An explosion in the online market for drugs in China cited as a key factor in the decision
Merck & Co and China-based Simcere Pharmaceutical Group have dissolved their joint venture. The partnership was intended to combine resources and expertise for the development and commercialisation of branded pharmaceutical products for cardiovascular and metabolic diseases.
In 2011, Merck signed a framework agreement to establish a joint venture with Simcere, which would offer a combined portfolio of medicines from both companies. These included Zocor (simvastin), Cozaar (losartan) and Renitec (enalapril) from Merck, while Simcere's drugs would be Xinta (levamlodipine) and Shufutan (rosuvastatin). The companies would also attempt to increase access in China to sitagliptin, a DPP-IV inhibitor used to treat type 2 diabetes.
In September 2014, Merck & Co and Simcere said that their joint venture had officially started operations. The joint venture aimed to meet China's rapidly growing healthcare needs. Headquartered in Shanghai, the initial focus of the new company was to be branded pharmaceutical products for chronic diseases.
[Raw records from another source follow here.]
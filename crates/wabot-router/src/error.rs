// SPDX-FileCopyrightText: 2026 Wabot Contributors
// SPDX-License-Identifier: MIT OR Apache-2.0

//! The single error boundary for command execution.
//!
//! Handlers return `CommandError` instead of sending their own failure
//! replies. The dispatcher turns each variant into at most one reply to
//! the conversation plus a structured log line, so no failure path can
//! double-reply or escape silently.

use thiserror::Error;

#[derive(Debug, Error)]
pub enum CommandError {
    /// The argument was missing or malformed; `0` is the usage reply.
    #[error("invalid invocation")]
    Parse(&'static str),

    /// The sender is not allowed to run this command; `0` is the refusal reply.
    #[error("unauthorized")]
    Unauthorized(&'static str),

    /// Fetching media bytes from the gateway failed.
    #[error("media fetch failed: {detail}")]
    MediaFetch { reply: &'static str, detail: String },

    /// The ffmpeg transcode step failed.
    #[error("transcode failed: {detail}")]
    Transcode { reply: &'static str, detail: String },

    /// An upstream HTTP service failed or returned unusable data.
    #[error("upstream failure: {detail}")]
    Upstream { reply: &'static str, detail: String },

    /// Delivering the command's primary payload failed; `reply` is the
    /// fallback notice sent instead.
    #[error("delivery failed: {detail}")]
    Delivery { reply: &'static str, detail: String },

    /// Sending a reply itself failed; there is nothing further to tell
    /// the user.
    #[error("could not respond: {detail}")]
    Respond { detail: String },
}

impl CommandError {
    /// The reply to send back to the conversation, if one applies.
    pub fn user_reply(&self) -> Option<&'static str> {
        match self {
            Self::Parse(reply) | Self::Unauthorized(reply) => Some(reply),
            Self::MediaFetch { reply, .. }
            | Self::Transcode { reply, .. }
            | Self::Upstream { reply, .. }
            | Self::Delivery { reply, .. } => Some(reply),
            Self::Respond { .. } => None,
        }
    }
}
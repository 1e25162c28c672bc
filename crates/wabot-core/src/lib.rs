// SPDX-FileCopyrightText: 2026 Wabot Contributors
// SPDX-License-Identifier: MIT OR Apache-2.0

//! Core library for the Wabot chat automation agent.
//!
//! Provides the shared data model (messages, payloads, group metadata),
//! the [`Gateway`] session boundary trait, and the workspace error type.

pub mod error;
pub mod gateway;
pub mod types;

// Re-export key items at crate root for ergonomic imports.
pub use error::WabotError;
pub use gateway::{
    ConnectionUpdate, DeletionNotice, Gateway, GatewayEvent, MediaStream, ParticipantAction,
};
pub use types::{
    ContentDescriptor, GroupMetadata, InboundMessage, MediaKind, MediaRef, MessagePayload,
    OutboundPayload, Participant, ParticipantRole, digits_only, is_group_jid,
};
Although the details are sketchy as to why Merck pulled out of the joint venture, market sources suggest a joint statement from the companies had indicated an explosion in the online market for drugs in China as a key factor.
Merck had a 51% stake in the joint venture, with Simcere holding the remaining 49%. The statement also indicated that Merck is reassessing its strategy in China as the market evolves. Merck reported sales in China for 2014 of about US$1.2bn, an increase of 13% from $1.1bn in 2013.